[PROBLEM DESCRIPTION]
Each entry, in full: copy it out exactly.

□ □ □ □ □ □ □

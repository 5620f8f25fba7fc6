use thiserror::Error;

/// Failures that can stop a sieve run before it produces a summary.
#[derive(Debug, Error)]
pub enum SieveError {
    #[error("cannot allocate sieve store of {entries} entries: {source}")]
    Allocation {
        entries: usize,
        #[source]
        source: std::collections::TryReserveError,
    },

    #[error("worker count must be a positive integer")]
    InvalidWorkers,

    #[error("failed to build marking pool: {0}")]
    ThreadPool(#[from] rayon::ThreadPoolBuildError),

    #[error("failed to serialize report: {0}")]
    Serialize(#[from] serde_json::Error),
}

□ □ □ □ □ □ □

[RESPONSE]
repository 5620f8f25fba7fc6
use thiserror::Error;

/// Failures that can stop a sieve run before it produces a summary.
#[derive(Debug, Error)]
pub enum SieveError {
    #[error("cannot allocate sieve store of {entries} entries: {source}")]
    Allocation {
        entries: usize,
        #[source]
        source: std::collections::TryReserveError,
    },

    #[error("worker count must be a positive integer")]
    InvalidWorkers,

    #[error("failed to build marking pool: {0}")]
    ThreadPool(#[from] rayon::ThreadPoolBuildError),

    #[error("failed to serialize report: {0}")]
    Serialize(#[from] serde_json::Error),
}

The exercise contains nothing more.